Access to finance is one of the biggest concerns for most start-ups and when founders, directors or employees acquire shares or own shares in the company they need to be careful, as it could lead to tax consequences that are not favourable to them.
In the case of a start-up, the divide between being a shareholder and someone rendering services can be nebulous, says Beatrie Gouws, head of stakeholder management and strategic development at the South African Institute of Tax Professionals.
“The result is that in some instances, investors may receive tainted Section 8C shares, which will lead to them receiving income taxable at their marginal rate when the restrictions are lifted.”
Michael Rudnicki, tax executive at law firm Bowmans, explains that Section 8C is an anti-avoidance provision that was introduced into the Income Tax Act in 2004. It has seen several amendments since then.
“If you acquire a restricted equity instrument in connection with employment, or even as a result of being an employee or director, it may fall into Section 8C,” he warns.
The section caters for instances where employees or directors are incentivised to stay in the company; instead of a sizeable bonus they are given shares, either for free or for less than the market share price.
In the typical start-up phase of a business where capital has not been raised, it may be that restrictions on shares do not exist and are only negotiated at a later stage when capital is raised.
Rudnicki says even if the “proximate cause” for acquiring the restricted shares is not employment, but to invest in the company as a co-founder, it can result in the director becoming liable for employees’ tax when the restrictions are lifted.
“This is terrible because an investor in a start-up certainly does not have in mind to be taxed as an employee.”
This was probably not the intention of the legislator, whose intention it was to prevent arrangements where employees and directors were trying to escape the provisions of Section 8C.
“The concern is that a founder of a business who acquires a restricted share could potentially fall foul of the provisions.”
Rudnicki explains that in cases where unrestricted shares are offered to a director or employee at a below-market price, a tax obligation will immediately be triggered.
They will be liable for tax on the difference between the market price and the actual price, at their marginal tax rate (which could be 45%). Any growth on the shares thereafter will be taxed at the capital gains rate (18%).
If the director pays the market price for the shares, there is no tax liability and growth thereafter will be taxed at the capital gains rate.
In the case of restricted shares, the tax liability is triggered when the shares are sold or when the restriction is lifted (even if the shares are not sold).
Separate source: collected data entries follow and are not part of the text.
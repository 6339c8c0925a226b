//! Bounded pool of prepared media handles keyed by source URL.
//!
//! Handles are registered synchronously and prepared in the background by a
//! [`MediaPreparer`]. The cache keeps at most one handle per URL, evicts the
//! least-recently-used entries beyond its capacity, and tracks a single
//! "currently audible" URL so two videos never play sound at once.

mod cache;
mod handle;
mod preparer;
mod stats;

pub use cache::{MediaCacheConfig, MediaHandleCache, DEFAULT_MAX_ENTRIES};
pub use handle::{MediaHandle, ReadyState};
pub use preparer::{MediaMetadata, MediaPreparer, Orientation, PrepareError};
pub use stats::{CacheStats, CacheStatsSnapshot};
“This can be quite painful, because if you sold your shares you at least had cash to pay for the tax. The point is that when the trigger happens there is a tax-vesting event under Section 8C.”
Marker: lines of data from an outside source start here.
use std::collections::HashMap;
use std::sync::Arc;
use std::time::Duration;

use async_trait::async_trait;
use media_cache::{
    MediaCacheConfig, MediaHandleCache, MediaMetadata, MediaPreparer, Orientation, PrepareError,
    ReadyState,
};
use parking_lot::Mutex;
use tokio::sync::Notify;

#[derive(Default)]
struct CountingPreparer {
    prepares: Mutex<HashMap<String, usize>>,
    releases: Mutex<HashMap<String, usize>>,
    failing: Mutex<Vec<String>>,
    gate: Option<Arc<Notify>>,
}

impl CountingPreparer {
    fn gated(gate: Arc<Notify>) -> Self {
        Self {
            gate: Some(gate),
            ..Self::default()
        }
    }

    fn prepares(&self, url: &str) -> usize {
        self.prepares.lock().get(url).copied().unwrap_or(0)
    }

    fn releases(&self, url: &str) -> usize {
        self.releases.lock().get(url).copied().unwrap_or(0)
    }
}

#[async_trait]
impl MediaPreparer for CountingPreparer {
    async fn prepare(&self, url: &str) -> Result<MediaMetadata, PrepareError> {
        *self.prepares.lock().entry(url.to_string()).or_default() += 1;
        if let Some(gate) = &self.gate {
            gate.notified().await;
        }
        if self.failing.lock().iter().any(|u| u == url) {
            return Err(PrepareError::Network("connection reset".into()));
        }
        Ok(MediaMetadata {
            playable: true,
            duration: Some(Duration::from_secs(30)),
            orientation: Orientation::Portrait,
        })
    }

    fn release(&self, url: &str) {
        *self.releases.lock().entry(url.to_string()).or_default() += 1;
    }
}

fn url(n: usize) -> String {
    format!("https://cdn.example/videos/{n}.mp4")
}

#[tokio::test]
async fn second_request_returns_same_handle() {
    let preparer = Arc::new(CountingPreparer::default());
    let cache = MediaHandleCache::new(preparer.clone(), MediaCacheConfig::default());

    let first = cache.get_or_create(&url(1));
    let second = cache.get_or_create(&url(1));
    assert_eq!(first, second);
    assert_eq!(first.ready().await, ReadyState::Ready);
    assert_eq!(preparer.prepares(&url(1)), 1);
    assert!(second.is_playable());
    assert_eq!(second.duration(), Some(Duration::from_secs(30)));
    assert_eq!(second.orientation(), Orientation::Portrait);
}

#[tokio::test]
async fn concurrent_callers_share_in_flight_preparation() {
    let gate = Arc::new(Notify::new());
    let preparer = Arc::new(CountingPreparer::gated(gate.clone()));
    let cache = MediaHandleCache::new(preparer.clone(), MediaCacheConfig::default());

    let a = cache.get_or_create(&url(7));
    let b = cache.get_or_create(&url(7));
    assert_eq!(a.ready_state(), ReadyState::Pending);
    let waiter = tokio::spawn({
        let b = b.clone();
        async move { b.ready().await }
    });
    tokio::task::yield_now().await;
    gate.notify_one();
    assert_eq!(waiter.await.unwrap(), ReadyState::Ready);
    assert_eq!(a.ready_state(), ReadyState::Ready);
    assert_eq!(preparer.prepares(&url(7)), 1);
}

#[tokio::test]
async fn eviction_removes_least_recently_used() {
    let preparer = Arc::new(CountingPreparer::default());
    let cache = MediaHandleCache::new(preparer.clone(), MediaCacheConfig { max_entries: 10 });

    for n in 0..6 {
        cache.get_or_create(&url(n)).ready().await;
    }
    // Touch 0 and 1 so 2 and 3 become the oldest.
    cache.get_or_create(&url(0));
    cache.get_or_create(&url(1));

    let evicted = cache.evict_lru(4);
    assert_eq!(evicted, vec![url(2), url(3)]);
    assert_eq!(cache.len(), 4);
    assert_eq!(preparer.releases(&url(2)), 1);
    assert_eq!(preparer.releases(&url(3)), 1);
    assert!(cache.contains(&url(0)));
    assert!(cache.evict_lru(4).is_empty());
}

#[tokio::test]
async fn only_one_url_is_audible() {
    let preparer = Arc::new(CountingPreparer::default());
    let cache = MediaHandleCache::new(preparer, MediaCacheConfig::default());

    let a = cache.play(&url(1));
    a.seek(Duration::from_secs(12));
    assert_eq!(a.position(), Duration::from_secs(12));
    assert_eq!(cache.audible_url(), Some(url(1)));

    let b = cache.play(&url(2));
    assert_eq!(cache.audible_url(), Some(url(2)));
    assert!(!a.is_playing());
    assert_eq!(a.position(), Duration::ZERO);
    assert!(b.is_playing());

    cache.stop(&url(2));
    assert_eq!(cache.audible_url(), None);
    assert!(!b.is_playing());
    assert!(cache.contains(&url(2)));
}

#[tokio::test]
async fn seeking_is_clamped_once_duration_is_known() {
    let gate = Arc::new(Notify::new());
    let preparer = Arc::new(CountingPreparer::gated(gate.clone()));
    let cache = MediaHandleCache::new(preparer, MediaCacheConfig::default());

    let handle = cache.get_or_create(&url(4));
    handle.seek(Duration::from_secs(90));
    assert_eq!(handle.position(), Duration::from_secs(90));

    gate.notify_one();
    assert_eq!(handle.ready().await, ReadyState::Ready);
    handle.seek(Duration::from_secs(12));
    assert_eq!(handle.position(), Duration::from_secs(12));
    handle.seek(Duration::from_secs(90));
    assert_eq!(handle.position(), Duration::from_secs(30));
}

#[tokio::test]
async fn failed_preparation_degrades_to_fallback() {
    let preparer = Arc::new(CountingPreparer::default());
    preparer.failing.lock().push(url(3));
    let cache = MediaHandleCache::new(preparer, MediaCacheConfig::default());

    let handle = cache.get_or_create(&url(3));
    assert_eq!(handle.ready().await, ReadyState::Fallback);
    assert!(handle.is_playable());
    assert_eq!(cache.stats().fallbacks, 1);
}

#[tokio::test]
async fn preloaded_url_is_evicted_under_pressure() {
    let preparer = Arc::new(CountingPreparer::default());
    let cache = MediaHandleCache::new(preparer.clone(), MediaCacheConfig { max_entries: 5 });

    let preloaded = "https://cdn.example/videos/preloaded.mp4";
    cache.preload(preloaded);
    assert!(cache.contains(preloaded));

    for n in 0..6 {
        cache.get_or_create(&url(n)).ready().await;
    }
    assert_eq!(cache.len(), 5);
    assert!(!cache.contains(preloaded));
    assert!(cache.stats().evictions >= 1);
}

#[tokio::test]
async fn preload_does_not_refresh_recency() {
    let preparer = Arc::new(CountingPreparer::default());
    let cache = MediaHandleCache::new(preparer, MediaCacheConfig { max_entries: 10 });

    cache.get_or_create(&url(0));
    cache.get_or_create(&url(1));
    cache.preload(&url(0));
    assert_eq!(cache.evict_lru(1), vec![url(0)]);
}

#[tokio::test]
async fn handle_released_mid_preparation_frees_resources_once() {
    let gate = Arc::new(Notify::new());
    let preparer = Arc::new(CountingPreparer::gated(gate.clone()));
    let cache = MediaHandleCache::new(preparer.clone(), MediaCacheConfig::default());

    let handle = cache.get_or_create(&url(9));
    assert!(cache.remove(&url(9)));
    assert_eq!(handle.ready_state(), ReadyState::Released);
    gate.notify_one();

    for _ in 0..50 {
        if preparer.releases(&url(9)) == 1 {
            break;
        }
        tokio::time::sleep(Duration::from_millis(2)).await;
    }
    assert_eq!(preparer.releases(&url(9)), 1);
    assert_eq!(handle.ready_state(), ReadyState::Released);
}

#[tokio::test]
async fn clear_releases_every_prepared_handle() {
    let preparer = Arc::new(CountingPreparer::default());
    let cache = MediaHandleCache::new(preparer.clone(), MediaCacheConfig::default());
    for n in 0..3 {
        cache.get_or_create(&url(n)).ready().await;
    }
    cache.clear();
    assert!(cache.is_empty());
    let released: usize = (0..3).map(|n| preparer.releases(&url(n))).sum();
    assert_eq!(released, 3);
}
Rudnicki warns that the employee’s tax liability remains with the company. This means the tax must be withheld from the director or employee’s income and paid over to the South African Revenue Service (Sars).
There is obviously an opportunity to make an arrangement with Sars to spread the liability, but technically the full amount becomes payable once the vesting event takes place.
“The idea is to impose commercial restrictions without imposing restrictions under Section 8C, but it is not so easy,” says Rudnicki.
He adds that there are options, such as locking the employee or director in for a year and restricting the selling of the shares to the company or co-workers or co-shareholders.
He says the sooner the restriction is lifted, especially for start-ups, the lower the potential tax liability could be. If the director or employee wants to stay because of the value proposition, it is better to lift the restriction as soon as possible so that future growth will be subjected capital gains tax only, and not to employees’ tax.